Former Delaware attorney general passed after battle with brain cancer.

Beau Biden speaks at the 2012 Democratic National Convention. The former Delaware attorney general died over the weekend. (AP Photo.)

Beau Biden, the former Delaware attorney general and son of Vice President Joe Biden, passed over the weekend after a battle with brain cancer. Flags are flying at half-staff in Delaware today. What they’re saying about Biden and his death:

NBC News:

Condolences poured in from both sides of the aisle after Vice President Joe Biden announced Saturday that his son Beau Biden had died at age 46 after a battle with brain cancer. President Barack Obama, Bill and Hillary Clinton, Jeb Bush and Dick Cheney’s daughter Liz were among those who offered their sympathies to the Biden family, while others shared their own memories of what Beau Biden had meant to them.

 Wilmington News-Journal

Beau Biden was described by ordinary Delawareans Sunday as a good man —sensitive and caring, principled and tough.

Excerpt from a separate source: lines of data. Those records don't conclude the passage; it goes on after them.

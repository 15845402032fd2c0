//! Headless renderer: asset validation and draw accounting, no pixels
//!
//! Default-font policy: text draws are metrics-only no-ops, so the
//! unknown-handle fallback is simply "count the call" — there is nothing to
//! rasterize with or onto. The resource-handle behavior (sentinels, stale
//! handles, teardown) is identical to a drawing backend's, which is the
//! point: contract tests run here at full speed.

use crate::renderer::{Font, FontHandle, RenderStats, Renderer, Texture, TextureHandle};
use crate::resource::ResourceManager;
use crate::types::{Color, Flip, Rectangle, Vector2};

/// What the headless backend keeps for a "loaded" texture: provenance and
/// the probed dimensions.
struct TextureRecord {
    path: String,
    width: u32,
    height: u32,
}

/// What the headless backend keeps for a "loaded" font.
struct FontRecord {
    path: String,
    size: u32,
}

/// Accounting renderer: validates that assets exist and decode, tracks
/// handles, and counts draw traffic per frame.
pub struct HeadlessRenderer {
    textures: ResourceManager<TextureRecord>,
    fonts: ResourceManager<FontRecord>,
    in_frame: bool,
    stats: RenderStats,
    frames_presented: u64,
}

impl Default for HeadlessRenderer {
    fn default() -> Self {
        Self::new()
    }
}

impl HeadlessRenderer {
    pub(crate) fn new() -> Self {
        Self {
            textures: ResourceManager::new(),
            fonts: ResourceManager::new(),
            in_frame: false,
            stats: RenderStats::default(),
            frames_presented: 0,
        }
    }

    /// Frames completed through [`Renderer::end_drawing`].
    #[must_use]
    pub fn frames_presented(&self) -> u64 {
        self.frames_presented
    }

    fn record_draw(&mut self) {
        if self.in_frame {
            self.stats.draw_calls += 1;
        }
    }

    fn record_texture_draw(&mut self, texture: Texture) {
        if !self.in_frame {
            return;
        }
        self.stats.draw_calls += 1;
        if self.textures.contains(texture.handle.0) {
            self.stats.textures_drawn += 1;
        }
    }
}

impl Renderer for HeadlessRenderer {
    fn begin_drawing(&mut self) {
        self.in_frame = true;
        self.stats = RenderStats::default();
    }

    fn end_drawing(&mut self) {
        if self.in_frame {
            self.frames_presented += 1;
        }
        self.in_frame = false;
    }

    fn clear(&mut self, _color: Color) {}

    fn draw_pixel(&mut self, _pos: Vector2, _color: Color) {
        self.record_draw();
    }

    fn draw_line(&mut self, _start: Vector2, _end: Vector2, _thickness: f32, _color: Color) {
        self.record_draw();
    }

    fn draw_rectangle(&mut self, _rect: Rectangle, _color: Color) {
        self.record_draw();
    }

    fn draw_rectangle_lines(&mut self, _rect: Rectangle, _thickness: f32, _color: Color) {
        self.record_draw();
    }

    fn draw_circle(&mut self, _center: Vector2, _radius: f32, _color: Color) {
        self.record_draw();
    }

    fn draw_triangle(&mut self, _v1: Vector2, _v2: Vector2, _v3: Vector2, _color: Color) {
        self.record_draw();
    }

    fn load_texture(&mut self, path: &str) -> Texture {
        match image::image_dimensions(path) {
            Ok((width, height)) => {
                let handle = self.textures.add(TextureRecord {
                    path: path.to_string(),
                    width,
                    height,
                });
                log::debug!("validated texture {path} ({width}x{height}) as handle {handle}");
                Texture {
                    handle: TextureHandle(handle),
                    width,
                    height,
                }
            }
            Err(err) => {
                log::warn!("failed to probe texture {path}: {err}");
                Texture::INVALID
            }
        }
    }

    fn unload_texture(&mut self, texture: Texture) {
        if let Some(record) = self.textures.remove(texture.handle.0) {
            log::debug!("unloaded texture {}", record.path);
        }
    }

    fn draw_texture(&mut self, texture: Texture, _pos: Vector2, _tint: Color) {
        self.record_texture_draw(texture);
    }

    fn draw_texture_region(
        &mut self,
        texture: Texture,
        _src: Rectangle,
        _pos: Vector2,
        _tint: Color,
    ) {
        self.record_texture_draw(texture);
    }

    fn draw_texture_ex(
        &mut self,
        texture: Texture,
        _pos: Vector2,
        _origin: Vector2,
        _rotation: f32,
        _scale: f32,
        _flip: Flip,
        _tint: Color,
    ) {
        self.record_texture_draw(texture);
    }

    fn load_font(&mut self, path: &str, size: u32) -> Font {
        let bytes = match std::fs::read(path) {
            Ok(bytes) => bytes,
            Err(err) => {
                log::warn!("failed to read font {path}: {err}");
                return Font::INVALID;
            }
        };
        match fontdue::Font::from_bytes(bytes, fontdue::FontSettings::default()) {
            Ok(_face) => {
                let handle = self.fonts.add(FontRecord {
                    path: path.to_string(),
                    size,
                });
                log::debug!("validated font {path} at {size}px as handle {handle}");
                Font {
                    handle: FontHandle(handle),
                }
            }
            Err(err) => {
                log::warn!("failed to parse font {path}: {err}");
                Font::INVALID
            }
        }
    }

    fn unload_font(&mut self, font: Font) {
        if let Some(record) = self.fonts.remove(font.handle.0) {
            log::debug!("unloaded font {} ({}px)", record.path, record.size);
        }
    }

    fn draw_text(&mut self, _font: Font, text: &str, _pos: Vector2, _color: Color) {
        if !self.in_frame {
            return;
        }
        self.stats.draw_calls += 1;
        self.stats.glyphs_drawn += text.chars().count() as u64;
    }

    fn draw_text_default(&mut self, text: &str, _pos: Vector2, _size: u32, _color: Color) {
        if !self.in_frame {
            return;
        }
        self.stats.draw_calls += 1;
        self.stats.glyphs_drawn += text.chars().count() as u64;
    }

    fn release_all_resources(&mut self) {
        let textures = self.textures.len();
        let fonts = self.fonts.len();
        self.textures.clear(drop);
        self.fonts.clear(drop);
        if textures + fonts > 0 {
            log::info!("headless renderer released {textures} textures, {fonts} fonts");
        }
    }

    fn stats(&self) -> RenderStats {
        self.stats
    }
}

impl Drop for HeadlessRenderer {
    fn drop(&mut self) {
        self.release_all_resources();
    }
}
//! Logging utilities

pub use log::{debug, error, info, trace, warn};

/// Initialize the logging system with a default filter level.
///
/// The `RUST_LOG` environment variable still takes precedence, so a deployed
/// binary can be made chattier without a rebuild. `level` accepts the usual
/// `env_logger` filter strings (`"info"`, `"unigfx=debug"`, ...).
pub fn init(level: &str) {
    env_logger::Builder::new()
        .parse_filters(level)
        .parse_default_env()
        .init();
}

“It’s tragic not just because he was so young, but because of what he could have done for his state,” said Darryl Skrovanek, a teacher at Dickinson High School and one of several Beau Biden fans among the lunch crowd at J’s Cafe in Greenville. “He was a good man.”

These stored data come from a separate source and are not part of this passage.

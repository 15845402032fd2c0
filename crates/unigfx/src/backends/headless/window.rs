//! Headless backend window: full window semantics, no display

use std::cell::RefCell;
use std::collections::VecDeque;
use std::rc::Rc;

use crate::backends::headless::input::key_code;
use crate::foundation::time::FrameClock;
use crate::input::{Key, KeyboardState};
use crate::types::WindowFlags;
use crate::window::{Window, WindowError};

/// Event value for the headless backend's pump, injected by tests or
/// driver scripts via [`crate::backends::headless::HeadlessBackend::push_event`].
#[derive(Debug, Clone, Copy, PartialEq, Eq)]
pub enum HeadlessEvent {
    /// A key went down (or auto-repeated while held)
    KeyDown {
        /// Which key
        key: Key,
        /// True for auto-repeat events
        repeat: bool,
    },
    /// A key came back up
    KeyUp {
        /// Which key
        key: Key,
    },
    /// Close request for the window
    Quit,
}

/// A window that exists only as state: timing, pacing, close flag, and
/// reconfiguration all behave exactly like a real window's, which is what
/// makes this backend usable for lifecycle tests and CI driver scripts.
pub struct HeadlessWindow {
    events: Rc<RefCell<VecDeque<HeadlessEvent>>>,
    keyboard: Rc<RefCell<KeyboardState>>,
    clock: FrameClock,
    title: String,
    width: u32,
    height: u32,
    flags: WindowFlags,
    created: bool,
    should_close: bool,
}

impl HeadlessWindow {
    pub(crate) fn new(
        events: Rc<RefCell<VecDeque<HeadlessEvent>>>,
        keyboard: Rc<RefCell<KeyboardState>>,
    ) -> Self {
        Self {
            events,
            keyboard,
            clock: FrameClock::new(),
            title: String::new(),
            width: 0,
            height: 0,
            flags: WindowFlags::empty(),
            created: false,
            should_close: false,
        }
    }

    /// Whether [`Window::create`] has run (and no shutdown since).
    #[must_use]
    pub fn is_created(&self) -> bool {
        self.created
    }
}

impl Window for HeadlessWindow {
    fn create(
        &mut self,
        title: &str,
        width: u32,
        height: u32,
        flags: WindowFlags,
    ) -> Result<(), WindowError> {
        if width == 0 || height == 0 {
            return Err(WindowError::CreationFailed(format!(
                "zero-sized window ({width}x{height})"
            )));
        }
        // Every flag is "supported" here in the sense that there is nothing
        // to apply it to; the set is recorded verbatim.
        self.title = title.to_string();
        self.width = width;
        self.height = height;
        self.flags = flags;
        self.created = true;
        self.should_close = false;
        log::info!("headless window \"{title}\" configured at {width}x{height}");
        Ok(())
    }

    fn set_title(&mut self, title: &str) {
        self.title = title.to_string();
    }

    fn size(&self) -> (u32, u32) {
        (self.width, self.height)
    }

    fn should_close(&self) -> bool {
        self.should_close
    }

    fn set_should_close(&mut self, should_close: bool) {
        self.should_close = should_close;
    }

    fn poll_events(&mut self) {
        {
            let mut keyboard = self.keyboard.borrow_mut();
            keyboard.begin_frame();
            for event in self.events.borrow_mut().drain(..) {
                match event {
                    HeadlessEvent::KeyDown { key, repeat } => {
                        keyboard.key_down(key_code(key), repeat);
                    }
                    HeadlessEvent::KeyUp { key } => keyboard.key_up(key_code(key)),
                    HeadlessEvent::Quit => self.should_close = true,
                }
            }
        }
        self.clock.pace();
    }

    fn set_target_fps(&mut self, fps: u32) {
        self.clock.set_target_fps(fps);
    }

    fn delta_time(&mut self) -> f32 {
        self.clock.delta_time()
    }

    fn ticks(&self) -> u64 {
        self.clock.ticks()
    }

    fn shutdown(&mut self) {
        if self.created {
            log::info!("headless window \"{}\" shut down", self.title);
            self.created = false;
        }
    }
}

impl Drop for HeadlessWindow {
    fn drop(&mut self) {
        self.shutdown();
    }
}
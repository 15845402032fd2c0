//! Frame timing utilities

use std::time::{Duration, Instant};

/// Frame clock shared by every backend window.
///
/// Tracks wall-clock time since the previous frame and, when a target frame
/// rate is set, computes the remaining slice of the frame interval so the
/// event pump can sleep it away. The clock is monotonic (`Instant`-based);
/// deltas are never negative.
pub struct FrameClock {
    created: Instant,
    last_delta_read: Instant,
    last_frame: Instant,
    target_frame_time: Option<Duration>,
    frame_count: u64,
}

impl Default for FrameClock {
    fn default() -> Self {
        Self::new()
    }
}

impl FrameClock {
    /// Create a new clock; the creation instant is the zero point for [`Self::ticks`].
    pub fn new() -> Self {
        let now = Instant::now();
        Self {
            created: now,
            last_delta_read: now,
            last_frame: now,
            target_frame_time: None,
            frame_count: 0,
        }
    }

    /// Set the pacing target. `fps == 0` disables pacing.
    pub fn set_target_fps(&mut self, fps: u32) {
        self.target_frame_time = if fps > 0 {
            Some(Duration::from_secs_f64(1.0 / f64::from(fps)))
        } else {
            None
        };
    }

    /// Seconds elapsed since the previous call to `delta_time`.
    ///
    /// The first call after construction measures from the creation instant.
    pub fn delta_time(&mut self) -> f32 {
        let now = Instant::now();
        let delta = now.duration_since(self.last_delta_read).as_secs_f32();
        self.last_delta_read = now;
        delta
    }

    /// Milliseconds elapsed since the clock was created.
    pub fn ticks(&self) -> u64 {
        self.created.elapsed().as_millis() as u64
    }

    /// Number of completed pacing frames.
    pub fn frame_count(&self) -> u64 {
        self.frame_count
    }

    /// Block until the current frame has consumed its full interval.
    ///
    /// Called once per event-pump pass. Without a target this only advances
    /// the frame marker. The sleep duration is the target interval minus the
    /// time already spent this frame, clamped to zero.
    pub fn pace(&mut self) {
        if let Some(target) = self.target_frame_time {
            let elapsed = self.last_frame.elapsed();
            if elapsed < target {
                std::thread::sleep(target - elapsed);
            }
        }
        self.last_frame = Instant::now();
        self.frame_count += 1;
    }
}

Robert Wheatley, chairman of the Sussex Planning & Zoning Commission, was one of dozens of Sussex Democrats who gathered in an Ocean View park Sunday for a barbecue lunch where Biden’s death, and his life in politics, was much discussed. “The guy, really, he was a man who knew what he was,” Wheatley said of Biden. “He knew people knew him. But he also knew what people needed.”

Washington Post:

One of his finest moments on the national stage came in August 2008 when he introduced his father at the Democratic National Convention in Denver.  Here’s that speech.

The Daily Beast:

Brain cancer, a general term used by doctors to encompass a variety of malignant and benign tumors that grow in and around the brain, impacts thousands of people each year in the United States. This past year there were nearly 70,000 new cases and 14,000 deaths from this disease. While not as prevalent as stroke related deaths—which claimed more than 130,000 lives in the United States this past year—these numbers are significant.